Georgetown University School of Continuing Studies
- Seal of Georgetown University
- Former names: Summer School (1953–1970); School for Summer and Continuing Education (1970–2004);
- Type: Private
- Established: 1970
- Parent institution: Georgetown University
- Affiliations: Roman Catholic (Jesuit)
- Dean: Kelly Otter
- Location: Washington, D.C., USA
- Campus: Urban;
- Website: scs.georgetown.edu

= Georgetown University School of Continuing Studies =

The Georgetown University School of Continuing Studies (SCS) is a school at Georgetown University in Washington, D.C. SCS offers graduate programs in professional and liberal studies.

== Academics ==

=== Liberal Studies ===
The School of Continuing Studies offers degrees in Liberal Studies at the bachelor's, master's, and doctoral levels.
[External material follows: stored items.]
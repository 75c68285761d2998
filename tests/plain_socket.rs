//! Plain TCP Socket Integration Tests
//!
//! # Running with tracing
//!
//! Use TEST_LOG environment variable to control tracing verbosity (like -v, -vv, -vvv):
//!
//! ```bash
//! TEST_LOG=2 cargo test --test plain_socket -- --nocapture
//! ```


use event_helper::*;
use kvmlink::prelude::*;
use kvmlink::Job;
use std::sync::{Arc, Once};
use std::time::Duration;

static INIT: Once = Once::new();

// ============================================================================
// Tracing Initialization
// ============================================================================

/// Initialize tracing based on TEST_LOG environment variable
///
/// Verbosity levels (like -v, -vv, -vvv):
/// - TEST_LOG=1: Info level
/// - TEST_LOG=2: Debug level
/// - TEST_LOG=3: Trace level
fn init_tracing() {
    INIT.call_once(|| {
        if let Ok(level_str) = std::env::var("TEST_LOG") {
            let verbosity = level_str.parse::<u8>().unwrap_or(0);

            if verbosity > 0 {
                let level = match verbosity {
                    1 => "info",
                    2 => "debug",
                    _ => "trace", // 3 or more
                };

                let filter = format!("kvmlink={}", level);
                let _ = tracing_subscriber::fmt()
                    .with_env_filter(tracing_subscriber::EnvFilter::new(filter))
                    .with_target(true)
                    .with_writer(std::io::stderr)
                    .with_test_writer()
                    .try_init();
            }
        }
    });
}

// ============================================================================
// Helper Functions
// ============================================================================

fn build_config() -> config::Config {
    config::Config::builder()
        .set_default("poll_timeout_ms", 20)
        .unwrap()
        .build()
        .unwrap()
}

fn loopback() -> NetworkAddress {
    "127.0.0.1:0".parse().unwrap()
}

/// Connects a client socket to a fresh listener and returns both ends.
fn connected_pair(
    server: &mut Transport,
    client: &mut Transport,
) -> (Arc<dyn DataSocket>, Arc<dyn DataSocket>) {
    let (listener_id, listener_addr) = server.listen(&loopback()).unwrap();
    let client_socket = client.connect(&NetworkAddress::from(listener_addr)).unwrap();
    let client_id = client_socket.id();

    expect_event(client, |event| {
        matches!(event, TransportEvent::Connected { id } if *id == client_id)
    });
    expect_event(server, |event| {
        matches!(event, TransportEvent::Incoming { id } if *id == listener_id)
    });

    let mut accepted = server.accept(listener_id).unwrap();
    assert_eq!(accepted.len(), 1);
    let server_socket = accepted.remove(0);
    assert_eq!(server_socket.state(), SocketState::Connected);
    assert_eq!(server_socket.peer_addr(), client_socket.local_addr());

    (client_socket, server_socket)
}

// ============================================================================
// Tests
// ============================================================================

#[test]
fn echo_over_loopback() {
    init_tracing();
    let config = build_config();
    let mut server = Transport::new(&config).unwrap();
    let mut client = Transport::new(&config).unwrap();
    let (client_socket, server_socket) = connected_pair(&mut server, &mut client);
    assert!(!client_socket.is_secure());

    write_all(&client, &client_socket, b"Hello, kvmlink!");
    let received = read_exactly(&server, &server_socket, 15);
    assert_eq!(received, b"Hello, kvmlink!");

    write_all(&server, &server_socket, &received);
    let echoed = read_exactly(&client, &client_socket, 15);
    assert_eq!(echoed, b"Hello, kvmlink!");
}

#[test]
fn connect_reports_events_in_order() {
    init_tracing();
    let config = build_config();
    let mut server = Transport::new(&config).unwrap();
    let mut client = Transport::new(&config).unwrap();
    let (_listener_id, listener_addr) = server.listen(&loopback()).unwrap();

    let socket = client.connect(&NetworkAddress::from(listener_addr)).unwrap();
    let id = socket.id();
    let events = wait_for(&client, |event| {
        matches!(event, TransportEvent::Connected { id: got } if *got == id)
    });
    assert_eq!(events[0], TransportEvent::Connecting { id });
    assert_eq!(socket.state(), SocketState::Connected);
    assert_eq!(socket.peer_addr(), Some(listener_addr));
}

#[test]
fn read_without_data_returns_zero() {
    init_tracing();
    let config = build_config();
    let mut server = Transport::new(&config).unwrap();
    let mut client = Transport::new(&config).unwrap();
    let (client_socket, server_socket) = connected_pair(&mut server, &mut client);

    let mut buf = [0u8; 64];
    assert_eq!(client_socket.read(&mut buf).unwrap(), 0);
    assert_eq!(server_socket.read(&mut buf).unwrap(), 0);
}

#[test]
fn write_before_connect_is_rejected() {
    init_tracing();
    let client = Transport::new(&build_config()).unwrap();
    let socket = client.factory().create();

    assert_eq!(socket.state(), SocketState::Unconnected);
    let err = socket.write(b"early").unwrap_err();
    assert!(matches!(err, Error::InvalidState { .. }));

    let mut buf = [0u8; 8];
    assert_eq!(socket.read(&mut buf).unwrap(), 0);
}

#[test]
fn partial_writes_deliver_all_bytes_in_order() {
    init_tracing();
    let config = config::Config::builder()
        .set_default("poll_timeout_ms", 20)
        .unwrap()
        .set_default("send_buffer_limit", 1024)
        .unwrap()
        .set_default("max_read_size", 512)
        .unwrap()
        .build()
        .unwrap();
    let mut server = Transport::new(&config).unwrap();
    let mut client = Transport::new(&config).unwrap();
    let (client_socket, server_socket) = connected_pair(&mut server, &mut client);

    let payload: Vec<u8> = (0..256 * 1024).map(|i| (i % 251) as u8).collect();

    // The send buffer takes at most its limit in one call
    let first = client_socket.write(&payload).unwrap();
    assert_eq!(first, 1024);

    let mut sent = first;
    let mut output_ready = 0;
    let mut received = Vec::with_capacity(payload.len());
    let mut buf = [0u8; 8192];
    let deadline = std::time::Instant::now() + TIMEOUT;
    while received.len() < payload.len() {
        assert!(std::time::Instant::now() < deadline, "Timed out");
        for event in client.fetch_events(Some(Duration::from_millis(5))) {
            if matches!(event, TransportEvent::OutputReady { .. }) {
                output_ready += 1;
            }
        }
        if sent < payload.len() {
            sent += client_socket.write(&payload[sent..]).unwrap();
        }
        let n = server_socket.read(&mut buf).unwrap();
        received.extend_from_slice(&buf[..n]);
    }

    assert_eq!(received, payload);
    assert!(output_ready > 0);
}

#[test]
fn connect_refused_fails_once() {
    init_tracing();
    let mut client = Transport::new(&build_config()).unwrap();

    // Grab a free port and release it again
    let port = {
        let listener = std::net::TcpListener::bind("127.0.0.1:0").unwrap();
        listener.local_addr().unwrap().port()
    };
    let address = NetworkAddress::new("127.0.0.1", port).unwrap();

    let socket = client.connect(&address).unwrap();
    let id = socket.id();
    let events = wait_for(&client, |event| event.is_terminal());
    assert!(matches!(events.last(), Some(TransportEvent::Failed { id: got, .. }) if *got == id));
    assert_eq!(socket.state(), SocketState::Failed);

    let err = socket.write(b"too late").unwrap_err();
    assert!(matches!(err, Error::AlreadyFailed { .. }));

    // Closing a failed socket adds nothing
    socket.close();
    std::thread::sleep(Duration::from_millis(50));
    assert!(client.try_fetch_events().is_empty());
    assert_eq!(client.multiplexer().job_count(), 0);
}

#[test]
fn unresolvable_host_fails_once() {
    init_tracing();
    let mut client = Transport::new(&build_config()).unwrap();
    let address: NetworkAddress = "no-such-host.invalid:24800".parse().unwrap();

    // Only a malformed address is rejected up front
    let socket = client.connect(&address).unwrap();
    let id = socket.id();
    let events = wait_for(&client, |event| event.is_terminal());
    assert_eq!(events[0], TransportEvent::Connecting { id });
    assert!(matches!(events.last(), Some(TransportEvent::Failed { id: got, .. }) if *got == id));
    assert_eq!(socket.state(), SocketState::Failed);
    assert!(matches!(
        socket.write(b"lost"),
        Err(Error::AlreadyFailed { .. })
    ));

    socket.close();
    std::thread::sleep(Duration::from_millis(50));
    assert!(client.try_fetch_events().is_empty());
    assert_eq!(client.multiplexer().job_count(), 0);
}

#[test]
fn close_is_idempotent() {
    init_tracing();
    let config = build_config();
    let mut server = Transport::new(&config).unwrap();
    let mut client = Transport::new(&config).unwrap();
    let (client_socket, server_socket) = connected_pair(&mut server, &mut client);
    let id = client_socket.id();

    client_socket.close();
    client_socket.close();
    assert_eq!(client_socket.state(), SocketState::Closed);

    let events = wait_for(&client, |event| event.is_terminal());
    assert_eq!(events.last(), Some(&TransportEvent::Disconnected { id }));
    std::thread::sleep(Duration::from_millis(50));
    assert!(client.try_fetch_events().is_empty());
    assert_eq!(client.multiplexer().job_count(), 0);

    let mut buf = [0u8; 8];
    assert!(matches!(
        client_socket.read(&mut buf),
        Err(Error::SocketClosed { .. })
    ));
    assert!(matches!(
        client_socket.write(b"x"),
        Err(Error::SocketClosed { .. })
    ));

    // The peer sees the stream end
    let server_id = server_socket.id();
    expect_event(&server, |event| {
        *event == TransportEvent::Disconnected { id: server_id }
    });
    assert_eq!(server_socket.state(), SocketState::Closed);
}

#[test]
fn input_stays_readable_after_peer_closes() {
    init_tracing();
    let config = build_config();
    let mut server = Transport::new(&config).unwrap();
    let mut client = Transport::new(&config).unwrap();
    let (client_socket, server_socket) = connected_pair(&mut server, &mut client);
    let client_id = client_socket.id();

    write_all(&server, &server_socket, b"goodbye");

    // Output is flushed once the socket only waits for input again
    let server_id = server_socket.id();
    let reading = Some(Job::transfer(mio::Interest::READABLE));
    wait_until(&server, || server.multiplexer().registered_job(server_id) == reading);
    server_socket.close();

    wait_for(&client, |event| *event == TransportEvent::Disconnected { id: client_id });
    assert_eq!(client_socket.state(), SocketState::Closed);

    let mut buf = [0u8; 64];
    let n = client_socket.read(&mut buf).unwrap();
    assert_eq!(&buf[..n], b"goodbye");
    assert!(matches!(
        client_socket.read(&mut buf),
        Err(Error::SocketClosed { .. })
    ));
}

#[test]
fn transport_tracks_listeners() {
    init_tracing();
    let mut server = Transport::new(&build_config()).unwrap();
    let (listener_id, addr) = server.listen(&loopback()).unwrap();
    assert_ne!(addr.port(), 0);
    assert_eq!(server.listener_addresses(), vec![addr]);

    server.close(listener_id);
    assert!(server.listener_addresses().is_empty());
    assert_eq!(server.multiplexer().job_count(), 0);
}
=== Master of Professional Studies (MPS) ===
SCS offers Master of Professional Studies degrees. As of 2026, programs include Global Sports Operations & Strategy, Liberal Studies, Applied Intelligence, Artificial Intelligence Management, Cybersecurity Risk Management, Design Management & Communications, Emergency & Disaster Management, Higher Education Administration, Human Resources Management, Information Technology Management, Integrated Marketing Communications, Journalism, Project Management, Public Relations & Corporate Communications, Real Estate, Sports Industry Management, Supply Chain Management, and Urban & Regional Planning.

=== Certificates, workshops, and custom education ===
SCS offers noncredit professional certificate programs and workshop courses.
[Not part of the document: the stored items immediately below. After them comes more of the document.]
//! Creates plain or secure sockets depending on the configuration.

use crate::config::TransportConfig;
use crate::error::Error;
use crate::events::EventQueue;
use crate::multiplexer::MultiplexerHandle;
use crate::secure::{SecureSocket, TlsContext};
use crate::socket::{DataSocket, TcpListenSocket, TcpSocket};
use mio::net::TcpStream;
use std::net::SocketAddr;
use std::sync::Arc;
use tracing::debug;

/// Builds sockets that share one multiplexer, event queue and TLS context.
#[derive(Debug, Clone)]
pub struct SocketFactory {
    mux: MultiplexerHandle,
    events: EventQueue,
    config: Arc<TransportConfig>,
    tls: Option<Arc<TlsContext>>,
}

impl SocketFactory {
    /// Creates a factory. With `tls_enabled` the TLS context is built from
    /// the configuration, which may generate a certificate.
    pub fn new(
        mux: MultiplexerHandle,
        events: EventQueue,
        config: TransportConfig,
    ) -> Result<Self, Error> {
        let tls = if config.tls_enabled {
            Some(Arc::new(TlsContext::from_config(&config)?))
        } else {
            None
        };
        Ok(Self {
            mux,
            events,
            config: Arc::new(config),
            tls,
        })
    }

    /// Creates a factory for secure sockets with a prepared context.
    pub fn with_tls_context(
        mux: MultiplexerHandle,
        events: EventQueue,
        config: TransportConfig,
        context: Arc<TlsContext>,
    ) -> Self {
        Self {
            mux,
            events,
            config: Arc::new(config),
            tls: Some(context),
        }
    }

    pub fn is_secure(&self) -> bool {
        self.tls.is_some()
    }

    pub fn tls_context(&self) -> Option<&Arc<TlsContext>> {
        self.tls.as_ref()
    }

    pub fn config(&self) -> &TransportConfig {
        &self.config
    }

    pub(crate) fn multiplexer(&self) -> &MultiplexerHandle {
        &self.mux
    }

    /// An unconnected socket, secure if TLS is enabled.
    pub fn create(&self) -> Arc<dyn DataSocket> {
        match &self.tls {
            Some(context) => self.secure_socket(context.clone()),
            None => self.create_plain(),
        }
    }

    /// An unconnected plain socket, regardless of the TLS setting.
    pub fn create_plain(&self) -> Arc<TcpSocket> {
        TcpSocket::new(self.mux.clone(), self.events.clone(), self.config.clone())
    }

    /// An unconnected secure socket.
    ///
    /// # Errors
    ///
    /// [`Error::TlsNotConfigured`] if the factory has no TLS context.
    pub fn create_secure(&self) -> Result<Arc<SecureSocket>, Error> {
        let context = self.tls.clone().ok_or(Error::TlsNotConfigured)?;
        Ok(self.secure_socket(context))
    }

    fn secure_socket(&self, context: Arc<TlsContext>) -> Arc<SecureSocket> {
        SecureSocket::new(
            self.mux.clone(),
            self.events.clone(),
            self.config.clone(),
            context,
        )
    }

    /// An unbound listener whose accepted sockets come from this factory.
    pub fn create_listener(&self) -> Arc<TcpListenSocket> {
        TcpListenSocket::new(self.clone(), self.events.clone())
    }

    pub(crate) fn wrap_accepted(
        &self,
        stream: TcpStream,
        peer: SocketAddr,
    ) -> Result<Arc<dyn DataSocket>, Error> {
        debug!(%peer, secure = self.is_secure(), "Wrapping accepted stream");
        let socket: Arc<dyn DataSocket> = match &self.tls {
            Some(context) => SecureSocket::from_stream(
                self.mux.clone(),
                self.events.clone(),
                self.config.clone(),
                context.clone(),
                stream,
            )?,
            None => TcpSocket::from_stream(
                self.mux.clone(),
                self.events.clone(),
                self.config.clone(),
                stream,
            )?,
        };
        Ok(socket)
    }
}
More than 2,000 high school students each summer to participate in summer high school programs.

SCS also administers summer sessions for current undergraduate and graduate students. Courses are formatted as small, interactive classes.

== Administration ==
Kelly J. Otter, Ph.D., has served as dean of the School of Continuing Studies since 2014.

== List of deans ==

Deans and directors
| No. | Name | Years | Notes | Ref. |
Directors of the Summer School
| 1 | James F. Dougherty SJ | 1953–1954 |  |  |
Deans of the Summer School
| 2 | Paul Sullivan | 1954–1963 |  |  |
| 3 | Rocco E. Porreco | 1963–1967 |  |  |
| 4 | Jesse Mann | 1967–1968 |  |  |
| 5 | Joseph Pettit | 1969–1970 |  |  |
Deans of the School for Summer and Continuing Education
| - | Joseph Pettit | 1970–1981 |  |  |
| 6 | Michael J. Collins | 1981–2003 |  |  |
| 7 | Robert J. Thomas | 2003–2004 |  |  |
Deans of the School of Continuing Studies
| - | Robert J. Thomas | 2004–2005 |  |  |
| 8 | Robert L. Manuel | 2006–2012 |  |  |
| 9 | Walter Rankin | 2012–2014 | Acting dean |  |
| 10 | Kelly Otter | 2014–present |  |  |

== Notable alumni ==

- Ian Conyers, American politician and businessman who represented the 4th District of Michigan in the Michigan Senate.
- Debbie Dingell, American politician serving as the U.S. representative from Michigan's 6th district.
- Wendell Felder, American politician who represents Ward 7 on the Council of the District of Columbia.
- Alyia Gaskins, American public health professional, urban palnner, and mayor of Alexandria, Virginia.
- Kirsten Kasper, professional triathlete who competed in the 2024 Paris Olympics.
- Norah O'Donnell, American television journalism and senior correspondent for CBS News.
- Walter Ratliff, Emmy Award-winning documentary director and reporter for the Associated Press.
- Mike Turner, American politician serving as a U.S. representative from Ohio's 10th congressional district.